孔子が怒っていることが、たたみかけた語気からして看取されよう。…孔子は…召使いとか臣下とかいう古い身分制度を、頭から否定して、人と人との対等の人間関係を目指した。…古い制度の頭が残っている子路が、忠義ぶって孔子の最も嫌いな臣という身分の者をこしらえて、師の最後を飾ろうとした。それがよほどカンにさわったのである。それは良心への詐りであり、孔子の一生の信念をけがすものでさえあったのだ。(『漢文入門』論語のこころ)
余話
シジミを飲めば
趣味は一線を超えるとハッタリに化ける。
訳者は本サイトでたびたびロシア語を書き記すが、たびたび言い訳するように、字が読め辞書を引くのがやっとの理解度に過ぎない。それがハッタリに見えてしまったなら恐縮するしかないが、記す理由は趣味以外の何ものでもなく、訳者を拝ませようなどとは考えていない。
なぜなら若年のみぎりより、西洋語を振り回す西洋かぶれを見てきたからで、ああいう馬鹿者にはなりたくないから読者の了解を願うしかない。だから了解が得られたものと仮定して、ハッタリ者がなぜ生まれるかを考えてみるに、おそらく幼少期に悲惨な目に遭ったと思われる。
脳も器官の一つだから体の一部で、戯画に出るクルクル眼鏡のひょろひょろ秀才は、実はそんなに多くない。訳者の同級生には、そのままスポリと東大や京大の医学部に入るようなのが何人もいたが、たいていはスポーツも得意で、性格はおおらかで、ハッタリをかまさなかった。
親の出来もよいことが多く、体も丈夫だから幼少期に悲惨な目に遭っていない。遭っていないのは幸いというほかないが、遭ってしまったとしても未来は救いうる。まず思うべきは、遭ったのは不可抗力で自分のせいではないこと、遭わせた者に何一つ期待しないことだ。
つまり、復讐も思わねば謝罪も望まない。人をむごい目に遭わせるような奴は、そもそも後悔や反省とは無縁に人間が生まれついているのだから、そのような期待は無駄だからだ。これを悟れないうちは、まだ駄々をこねる幼児同然で、この理屈はK国人の愚劣を説明できもする。
日本人がいくら頭を下げようと金をやろうと、約束はする側から裏切り、ありもしない「悪事」をでっち上げるのに酔い、謝罪と賠償要求を繰り返す。こんな連中とは付き合えないと思われて当たり前で、そもそもそういう狂犬的役割を担がされていることにも気付かない。
※国はモンゴロイドのくせに欧米人に刃向かった日本人には、厳重な首輪をつけた上、鎖の先に狂犬をつないで二度と刃向かえなくした。中国も同様の役割を期待されたから、インネンを付けては金をせしめてきたのだが、K国人と違い担がされに気付いているように見える。

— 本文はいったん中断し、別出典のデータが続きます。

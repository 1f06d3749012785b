//! The ordered flush protocol: buffered state drains in dependency
//! order, re-encountered nodes flush after their feeders, and bundles
//! survive the collapse.

use super::modules::{node, pipeline, registry_with, var, BufferedPass, Collect};
use crate::runtime::{Runtime, RuntimeOptions};
use std::sync::Arc;

#[test]
fn flush_replays_buffered_chain() {
    let (values, _, collect) = Collect::new();
    let registry = registry_with(vec![Arc::new(BufferedPass), Arc::new(collect)]);
    let mut runtime = Runtime::new(registry, RuntimeOptions::default());

    // Both stages hold everything until flush; delivery happens
    // entirely through the flush walk, upstream first.
    let ast = vec![pipeline(
        vec![],
        vec![
            node(&["seq", "-n", "10"]),
            node(&["buffered_pass"]),
            node(&["buffered_pass"]),
            node(&["collect_sink"]),
        ],
        vec![],
    )];
    runtime.execute(&ast).unwrap();

    assert_eq!(values.lock().clone(), (0..10).collect::<Vec<u64>>());
}

#[test]
fn reencountered_node_flushes_after_its_feeders() {
    let (values, _, collect) = Collect::new();
    let registry = registry_with(vec![Arc::new(BufferedPass), Arc::new(collect)]);
    let mut runtime = Runtime::new(registry, RuntimeOptions::default());

    // a feeds d directly and through b; BFS discovers d before b, so
    // the flush order must move d behind b.
    let ast = vec![
        pipeline(
            vec![],
            vec![node(&["seq", "-n", "5"]), node(&["buffered_pass"])],
            vec![var("vd"), var("vb")],
        ),
        pipeline(vec![var("vb")], vec![node(&["buffered_pass"])], vec![var("vd")]),
        pipeline(vec![var("vd")], vec![node(&["buffered_pass"])], vec![var("out")]),
        pipeline(vec![var("out")], vec![node(&["collect_sink"])], vec![]),
    ];
    let graph = runtime.compile(&ast).unwrap();

    // The flush order over the buffered nodes is a, b, d.
    let order: Vec<String> = graph
        .flush_order
        .iter()
        .map(|sid| {
            let n = graph.subs[sid.index()].node;
            graph.nodes[n.index()].handle.to_string()
        })
        .collect();
    assert_eq!(
        order,
        vec!["buffered_pass.0", "buffered_pass.1", "buffered_pass.2"]
    );

    runtime.run(graph).unwrap();

    // d saw every record twice: once direct, once through b.
    let mut seen = values.lock().clone();
    seen.sort_unstable();
    let expected: Vec<u64> = (0..5).flat_map(|v| [v, v]).collect();
    assert_eq!(seen, expected);
}

#[test]
fn bundle_state_survives_exit_flush() {
    let (values, _, collect) = Collect::new();
    let registry = registry_with(vec![Arc::new(collect)]);
    let mut runtime = Runtime::new(registry, RuntimeOptions::default());

    // Ten records never fill a sixteen-slot bundle; only the exit
    // flush pushes the partial carrier out.
    let ast = vec![pipeline(
        vec![],
        vec![
            node(&["seq", "-n", "10"]),
            node(&["bundle", "-n", "16"]),
            node(&["unbundle"]),
            node(&["collect_sink"]),
        ],
        vec![],
    )];
    runtime.execute(&ast).unwrap();

    assert_eq!(values.lock().clone(), (0..10).collect::<Vec<u64>>());
}

#[test]
fn skipping_exit_flush_drops_buffered_state() {
    let (values, _, collect) = Collect::new();
    let registry = registry_with(vec![Arc::new(BufferedPass), Arc::new(collect)]);
    let opts = RuntimeOptions {
        no_exit_flush: true,
        ..RuntimeOptions::default()
    };
    let mut runtime = Runtime::new(registry, opts);
    let ast = vec![pipeline(
        vec![],
        vec![
            node(&["seq", "-n", "10"]),
            node(&["buffered_pass"]),
            node(&["collect_sink"]),
        ],
        vec![],
    )];
    runtime.execute(&ast).unwrap();

    assert!(values.lock().is_empty());
}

日本におけるK国の回し者は、愚劣を指摘されるたび「半島国家の経営は難しい」と言い訳してきた。連中の売国が積み重なって、とうとう 丿-が「瓜の蔓はK国荷駄」と白状するに至ったのだが、三浦党やビザンツやブルガール、オスマンの強大をどう説明するのだろうか。

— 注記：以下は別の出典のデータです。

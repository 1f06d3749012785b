//! Cross-thread cycle under a tiny bounded queue: SCC detection,
//! failover allocation, recovery-mode entry, and loss-free delivery.

use super::modules::{node, pipeline, registry_with, thread_block, var, var_filtered, Collect, Hop};
use crate::runtime::{Runtime, RuntimeOptions};
use std::sync::Arc;

fn cycle_ast(records: u64) -> Vec<sluice_types::ast::Stmt> {
    // seq floods hop-a; records ping-pong a -> b -> a until their hop
    // budget runs out, then exit to the sink via the DONE label.
    vec![
        thread_block(
            0,
            vec![
                pipeline(
                    vec![],
                    vec![node(&["seq", "-n", &records.to_string(), "-b"])],
                    vec![var("seed")],
                ),
                pipeline(
                    vec![var("seed"), var_filtered("ba", "LIVE")],
                    vec![node(&["hop"])],
                    vec![var_filtered("ab", "LIVE"), var_filtered("fin", "DONE")],
                ),
                pipeline(vec![var("fin")], vec![node(&["collect_sink"])], vec![]),
            ],
        ),
        thread_block(
            1,
            vec![pipeline(
                vec![var("ab")],
                vec![node(&["hop"])],
                vec![var_filtered("ba", "LIVE"), var_filtered("fin", "DONE")],
            )],
        ),
    ]
}

#[test]
fn compile_detects_thread_cycle() {
    let (_, _, collect) = Collect::new();
    let registry = registry_with(vec![Arc::new(Hop { budget: 3 }), Arc::new(collect)]);
    let mut runtime = Runtime::new(registry, RuntimeOptions::default());
    let graph = runtime.compile(&cycle_ast(10)).unwrap();

    let cycles = graph.cycles.as_ref().expect("SCC detected");
    assert_eq!(cycles.sccs.len(), 1);
    let mut members = cycles.sccs[0].clone();
    members.sort_unstable();
    assert_eq!(members, vec![0, 1]);
    assert!(cycles.thread_in_cycle[0] && cycles.thread_in_cycle[1]);
}

#[test]
fn cycle_recovers_from_deadlock_without_loss() {
    let (values, observers, collect) = Collect::new();
    let registry = registry_with(vec![Arc::new(Hop { budget: 3 }), Arc::new(collect)]);
    let opts = RuntimeOptions {
        // A small queue plus a burst source forces the full-everywhere
        // condition quickly.
        shared_queue_len: 4,
        ..RuntimeOptions::default()
    };
    let mut runtime = Runtime::new(registry, opts);

    const RECORDS: u64 = 10_000;
    let report = runtime.execute(&cycle_ast(RECORDS)).unwrap();

    assert_eq!(report.detected_cycles, 1);
    assert!(
        report.recovery_entries >= 1,
        "deadlock recovery never engaged"
    );

    let mut exited = values.lock().clone();
    exited.sort_unstable();
    assert_eq!(exited.len() as u64, RECORDS, "records were dropped");
    assert_eq!(exited, (0..RECORDS).collect::<Vec<u64>>());
    for observer in observers.lock().iter() {
        assert!(!observer.is_live());
    }
}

口先で人を脅して食う連中の、いかがわしさはこういう中途半端にある。あるいはデンマークがかつて、スカンジナビアとアイスランドとグリーンランドとブリテン島にまたがる大帝国だったことを思ってもよい。丁独関係史には詳しくないが、K国の如き愚劣をドイツに仕掛けただろうか。

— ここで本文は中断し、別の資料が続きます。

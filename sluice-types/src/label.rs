use ahash::AHashMap;
use serde::{Deserialize, Serialize};
use std::fmt;

/// Interned label identifier. Labels are looked up by name at
/// graph-compile time and compared by id thereafter.
#[derive(Clone, Copy, Debug, PartialEq, Eq, Hash, PartialOrd, Ord, Serialize, Deserialize)]
pub struct LabelId(pub u32);

impl fmt::Display for LabelId {
    fn fmt(&self, f: &mut fmt::Formatter<'_>) -> fmt::Result {
        write!(f, "#{}", self.0)
    }
}

/// Process-wide label intern table.
///
/// Registration is idempotent: the same name always maps to the same id.
#[derive(Debug, Default)]
pub struct LabelRegistry {
    names: Vec<String>,
    index: AHashMap<String, LabelId>,
}

impl LabelRegistry {
    pub fn new() -> Self {
        Self::default()
    }

    pub fn register(&mut self, name: &str) -> LabelId {
        if let Some(id) = self.index.get(name) {
            return *id;
        }
        let id = LabelId(self.names.len() as u32);
        self.names.push(name.to_string());
        self.index.insert(name.to_string(), id);
        id
    }

    pub fn lookup(&self, name: &str) -> Option<LabelId> {
        self.index.get(name).copied()
    }

    pub fn name(&self, id: LabelId) -> &str {
        &self.names[id.0 as usize]
    }

    pub fn len(&self) -> usize {
        self.names.len()
    }

    pub fn is_empty(&self) -> bool {
        self.names.is_empty()
    }
}

#[cfg(test)]
mod tests {
    use super::*;

    #[test]
    fn register_is_idempotent() {
        let mut reg = LabelRegistry::new();
        let a = reg.register("EVEN");
        let b = reg.register("ODD");
        assert_ne!(a, b);
        assert_eq!(reg.register("EVEN"), a);
        assert_eq!(reg.lookup("ODD"), Some(b));
        assert_eq!(reg.name(a), "EVEN");
        assert_eq!(reg.len(), 2);
    }
}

せいぜい映画「1864」を作って、やんわりと記憶を表現した程度しか知らない。
話を過去の清算に戻せば、忌まわしい者どもとあらゆる関係を綺麗さっぱりと断ち切り、二度とつながりを求めない。その労力をひたすらに、自分の頭と体の強大化に費やす。強大化すればするほどに、忌まわしい者どもの記憶は決して消えはしないかも知れないが、薄れはする。
この労力を、自分がサディストになり、悲惨を他人になすりつけるのに使う者どもがいる。上記の西洋かぶれのやからもその一種で、大して知りもしない西洋語を、得意になって振り回すと共に、西洋の事物で日本に相当するものを、理由無くおとしめて得意になりもする。
訳者はかつて目の前で、フランス専門の東大主任教授が「我が家は朝食に和食など食わん。一個××円(確か千円以上だった)のコッペパンを焼かせておる」と自慢し、取り巻き教授どもが「すごいすごい」と迎合する景色を見せつけられて、いたたまれなくなった事がある。
だから訳者はヴォルガの舟歌を愛すると同時に、我が国には八代さんの舟唄があることに心強くもなる。左翼がマルクスを、右翼が 丿-を拝ませその実自分を拝ませているように、K国人が愚劣をやめないように、他人への悲惨の押しつけはいつまでたっても救済にならない。
自分は、自分で救済するしかない。孔子が子路を叱ったゆえんである。